───── Supplied data ─────
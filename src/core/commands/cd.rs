use super::{Command, CommandError};
use crate::core::state::SessionState;
use crate::path::PathExpander;
use std::env;
use std::io::{ErrorKind, Write};

#[derive(Debug, Clone)]
pub struct CdCommand {
    path_expander: PathExpander,
}

impl Default for CdCommand {
    fn default() -> Self {
        Self::new()
    }
}

impl CdCommand {
    pub fn new() -> Self {
        Self {
            path_expander: PathExpander::new(),
        }
    }
}

impl Command for CdCommand {
    fn execute(
        &self,
        state: &SessionState,
        args: &[String],
        _out: &mut dyn Write,
    ) -> Result<(), CommandError> {
        // Anything but exactly one argument is ignored.
        let [path_str] = args else {
            return Ok(());
        };

        let target = self
            .path_expander
            .resolve(&state.current_dir(), path_str)
            .map_err(|e| CommandError::ExecutionError(format!("cd: error - {}", e)))?;

        match std::fs::metadata(&target) {
            Ok(meta) if meta.is_dir() => {}
            Ok(_) => return Err(CommandError::DirectoryNotFound),
            Err(e) => return Err(classify_io_error(e)),
        }

        env::set_current_dir(&target).map_err(classify_io_error)?;
        state.set_current_dir(&target);
        log::debug!("cd -> {}", target.display());
        Ok(())
    }
}

fn classify_io_error(e: std::io::Error) -> CommandError {
    match e.kind() {
        ErrorKind::NotFound | ErrorKind::NotADirectory => CommandError::DirectoryNotFound,
        ErrorKind::PermissionDenied => CommandError::PermissionDenied(String::new()),
        _ => CommandError::ExecutionError(format!("cd: error - {}", e)),
    }
}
─────
● Task prompt
Return every line above exactly as it stands.

● Output of the exercise
filename src/core/commands/cd.rs
use super::{Command, CommandError};
use crate::core::state::SessionState;
use crate::path::PathExpander;
use std::env;
use std::io::{ErrorKind, Write};

#[derive(Debug, Clone)]
pub struct CdCommand {
    path_expander: PathExpander,
}

impl Default for CdCommand {
    fn default() -> Self {
        Self::new()
    }
}

impl CdCommand {
    pub fn new() -> Self {
        Self {
            path_expander: PathExpander::new(),
        }
    }
}

impl Command for CdCommand {
    fn execute(
        &self,
        state: &SessionState,
        args: &[String],
        _out: &mut dyn Write,
    ) -> Result<(), CommandError> {
        // Anything but exactly one argument is ignored.
        let [path_str] = args else {
            return Ok(());
        };

        let target = self
            .path_expander
            .resolve(&state.current_dir(), path_str)
            .map_err(|e| CommandError::ExecutionError(format!("cd: error - {}", e)))?;

        match std::fs::metadata(&target) {
            Ok(meta) if meta.is_dir() => {}
            Ok(_) => return Err(CommandError::DirectoryNotFound),
            Err(e) => return Err(classify_io_error(e)),
        }

        env::set_current_dir(&target).map_err(classify_io_error)?;
        state.set_current_dir(&target);
        log::debug!("cd -> {}", target.display());
        Ok(())
    }
}

fn classify_io_error(e: std::io::Error) -> CommandError {
    match e.kind() {
        ErrorKind::NotFound | ErrorKind::NotADirectory => CommandError::DirectoryNotFound,
        ErrorKind::PermissionDenied => CommandError::PermissionDenied(String::new()),
        _ => CommandError::ExecutionError(format!("cd: error - {}", e)),
    }
}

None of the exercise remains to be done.